Funky: We are going to explore Japanese Phish in these next three Take the Baits. We are going to start small, ironically and literally, with the most well-known, accessible, and celebrated show, 6.14.00, and then expand upon the Japanese Phish catalogue, giving our readers some insight into the most unique, explorative, and truly one-of-a-kind collection shows and improvisational styles Phish has demonstrated… really, ever.
It’s a lot to cover, so let’s start “small” and explore why, and how, Phish’s best show (some have said) happened to go down in a venue with a capacity of 1,000 ( <- pretty sure that's not Phish, but it's definitely Drum Logos), one ocean away from home, during the waning twilight of Phish’s first iteration. Reading that last sentence just doesn’t make sense, yet, there is a whole lot of truth in it. n00b, how in the heck is this possible?

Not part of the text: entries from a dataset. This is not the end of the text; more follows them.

// Copyright 2025 The Rustux Authors
//
// Use of this source code is governed by a MIT-style
// license that can be found in the LICENSE file or at
// https://opensource.org/licenses/MIT

//! Managed Page Metadata
//!
//! Every page of the managed physical ranges has a [`VmPage`] holding its
//! reverse mappings (one [`PvEntry`] per virtual mapping), the referenced and
//! modified attributes, and the read-only/read-write mapping counts the
//! cache alias logic works from.

use alloc::boxed::Box;
use alloc::sync::Arc;
use alloc::vec::Vec;

use super::Pmap;
use crate::kernel::vm::layout::{PAddr, PhysRange, VAddr, PAGE_SIZE};

bitflags::bitflags! {
    /// Per-mapping flags, also used for the page attributes
    #[derive(Debug, Clone, Copy, PartialEq, Eq, Default)]
    pub struct PvFlags: u32 {
        /// Page was written through this mapping
        const MOD = 0x01;

        /// Page was accessed through this mapping
        const REF = 0x02;

        /// Mapping is wired
        const WIRED = 0x04;

        /// Mapping allows writes
        const WRITE = 0x08;

        /// Mapping allows execution
        const EXEC = 0x10;

        /// Uncached because of a user alias
        const UNC = 0x20;

        /// Uncached because of a kernel alias
        const KNC = 0x40;

        /// Uncached for any reason
        const NC = Self::UNC.bits() | Self::KNC.bits();
    }
}

impl PvFlags {
    /// Mapping was referenced and may hold instructions in the I-cache
    #[inline]
    pub const fn been_execd(self) -> bool {
        self.contains(Self::REF.union(Self::EXEC))
    }

    /// Mapping was referenced
    #[inline]
    pub const fn been_refd(self) -> bool {
        self.contains(Self::REF)
    }
}

/// One virtual mapping of a managed page
#[derive(Clone)]
pub struct PvEntry {
    /// Address space of the mapping
    pub pmap: Arc<Pmap>,

    /// Virtual address of the mapping
    pub va: VAddr,

    /// Mapping flags
    pub flags: PvFlags,
}

impl PvEntry {
    /// Check whether this entry is the mapping `(pm, va)`
    #[inline]
    pub fn is(&self, pm: &Pmap, va: VAddr) -> bool {
        self.pmap.id() == pm.id() && self.va == va
    }
}

impl core::fmt::Debug for PvEntry {
    fn fmt(&self, f: &mut core::fmt::Formatter<'_>) -> core::fmt::Result {
        f.debug_struct("PvEntry")
            .field("pmap", &self.pmap.id())
            .field("va", &format_args!("{:#x}", self.va))
            .field("flags", &self.flags)
            .finish()
    }
}

/// Mutable metadata of a managed page, protected by the page lock
#[derive(Debug, Default)]
pub struct PageMd {
    /// Reverse mappings
    pub pvh_list: Vec<PvEntry>,

    /// Aggregate attributes (REF, MOD and the NC bits)
    pub attrs: PvFlags,

    /// Kernel read/write mappings
    pub krw: u32,

    /// Kernel read-only mappings
    pub kro: u32,

    /// User read/write mappings
    pub urw: u32,

    /// User read-only mappings
    pub uro: u32,
}

impl PageMd {
    /// Total kernel mappings
    pub fn k_mappings(&self) -> u32 {
        self.krw + self.kro
    }

    /// Total user mappings
    pub fn u_mappings(&self) -> u32 {
        self.urw + self.uro
    }
}

/// A managed physical page
pub struct VmPage {
    phys: PAddr,
    md: spin::Mutex<PageMd>,
}

impl VmPage {
    fn new(phys: PAddr) -> Self {
        Self {
            phys,
            md: spin::Mutex::new(PageMd::default()),
        }
    }

    /// Physical address of the page
    pub fn phys(&self) -> PAddr {
        self.phys
    }

    /// Lock the page metadata
    pub fn lock(&self) -> spin::MutexGuard<'_, PageMd> {
        self.md.lock()
    }

    /// Number of virtual mappings of the page
    pub fn mapping_count(&self) -> usize {
        self.md.lock().pvh_list.len()
    }

    /// Aggregate attributes
    pub fn attrs(&self) -> PvFlags {
        self.md.lock().attrs
    }
}

impl core::fmt::Debug for VmPage {
    fn fmt(&self, f: &mut core::fmt::Formatter<'_>) -> core::fmt::Result {
        f.debug_struct("VmPage")
            .field("phys", &format_args!("{:#x}", self.phys))
            .finish_non_exhaustive()
    }
}

struct PhysSegment {
    range: PhysRange,
    pages: Box<[VmPage]>,
}

/// Metadata for every page of the managed physical ranges
pub struct PhysPageTable {
    segments: Vec<PhysSegment>,
}

impl PhysPageTable {
    pub fn new(ranges: &[PhysRange]) -> Self {
        let segments = ranges
            .iter()
            .map(|&range| PhysSegment {
                range,
                pages: (0..range.page_count())
                    .map(|i| VmPage::new(range.start + i * PAGE_SIZE))
                    .collect(),
            })
            .collect();
        Self { segments }
    }

    /// Metadata of the page containing `pa`, if it is managed
    pub fn lookup(&self, pa: PAddr) -> Option<&VmPage> {
        self.segments
            .iter()
            .find(|seg| seg.range.contains(pa))
            .and_then(|seg| seg.pages.get((pa - seg.range.start) / PAGE_SIZE))
    }

    /// Number of managed pages
    pub fn page_count(&self) -> usize {
        self.segments.iter().map(|seg| seg.pages.len()).sum()
    }
}
// Copyright 2025 The Rustux Authors
//
// Use of this source code is governed by a MIT-style
// license that can be found in the LICENSE file or at
// https://opensource.org/licenses/MIT

//! Reverse Mappings and Cache Aliasing
//!
//! Operations on the [`PvEntry`] list of a managed page, the referenced and
//! modified attributes derived from it, and the cache alias resolution for
//! virtually indexed caches.
//!
//! # Aliasing
//!
//! Two virtual mappings of the same physical page can sit in different lines
//! of a VIVT cache. Read-only aliases are harmless; as soon as one mapping
//! can write and another exists, all but at most one of them must be made
//! uncacheable. The decision depends only on how many kernel and user
//! mappings exist and whether they are writable:
//!
//! ```text
//!                 kernel: none   ro      rw    ro+rw
//! user: none              -      ok      ok    KNC
//!       ro                ok     ok      NC    NC
//!       rw                ok     NC      NC    NC
//!       ro+rw             UNC    NC      NC    NC
//! ```
//!
//! `KNC` uncaches only the kernel mappings, `UNC` only the user ones and
//! `NC` all of them.

use alloc::sync::Arc;
use core::sync::atomic::Ordering;

use super::page::{PageMd, PvEntry, PvFlags, VmPage};
use super::{Pmap, PmapContext};
use crate::kernel::arch::arm::pte::{l2pte_valid, L2_TYPE_MASK};
use crate::kernel::vm::layout::{VAddr, PAGE_SIZE};
use crate::kernel::vm::VmProt;

#[allow(dead_code)]
const LOCAL_TRACE: bool = false;

/// Marker in [`VAC_FLAGS`]: no aliasing at all, caching can be restored
const VAC_CLEAR: i8 = -1;

const KNC: i8 = PvFlags::KNC.bits() as i8;
const UNC: i8 = PvFlags::UNC.bits() as i8;
const NC: i8 = PvFlags::NC.bits() as i8;

/// Required uncached state indexed by `[user][kernel]` alias class
///
/// Class bit 0 is unused; bit 1 is set for a read-only mapping (or more than
/// one writable one), bit 2 for a writable mapping.
const VAC_FLAGS: [[i8; 4]; 4] = [
    [VAC_CLEAR, 0, 0, KNC],
    [0, 0, NC, NC],
    [0, NC, NC, NC],
    [UNC, NC, NC, NC],
];

/// Alias class of one side (kernel or user)
fn alias_class(ro: u32, rw: u32) -> usize {
    let mut idx = 0;
    if ro > 0 || rw > 1 {
        idx |= 1;
    }
    if rw > 0 {
        idx |= 2;
    }
    idx
}

/// Uncached state the page needs, or `None` when nothing aliases
pub fn vac_flags(md: &PageMd) -> Option<PvFlags> {
    let kidx = alias_class(md.kro, md.krw);
    let uidx = alias_class(md.uro, md.urw);
    match VAC_FLAGS[uidx][kidx] {
        VAC_CLEAR => None,
        f => Some(PvFlags::from_bits_truncate(f as u32)),
    }
}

n00b: Real quick, before we get into it - one day I was at LA mainstay Amoeba Records, and above the checkout counters I saw a poster of the Japan 2000 tour (this one). Gosh, it was beautiful. It was also some outrageous price like $100 or something like that. I almost pulled the trigger, but it’s hard for me to justify spending $100 on most ANYTHING, let alone the poster of a tour I did not attend any shows from because they all happened on the other side of the world. Anyway, that poster is gone now, and I’m not gonna lie, I fucked up by not getting it.
Funky: Yes, you did.
n00b: Okay, Fukuoka. Sorry to plug something I wrote that isn’t part of this series, but I recently put together a list of my 100 favorite sets from 1990-2000 (really 1991-2000, as I neglected to include any 1990 sets - sorry, early Phish lovers), and at the top I finally displaced my longtime favorite 12/6/97 II with this very second set. And, of course, the reason why is what you mentioned in your second paragraph - the improvisation they played in this show (and throughout the Japan run) was unlike just about anything they’d ever played, certainly unlike anything played in the continental United States.
And that’s something true of all of their overseas shows after 1996 - Europe and Japan shows became breeding grounds for different forms of improv and set construction as the band figured out that they didn’t have to lean on the same arena rock gestures and big peaks that play well in the outdoor sheds they play in the summer and could instead dig inwards and find new avenues to let their improvisational genius shine forth. But, outside maybe Amsterdam in July 1997, it never shone forth quite as brightly as it did on this night in June 2000, in a club known as Drum Logos (what a cool name for a venue that is!)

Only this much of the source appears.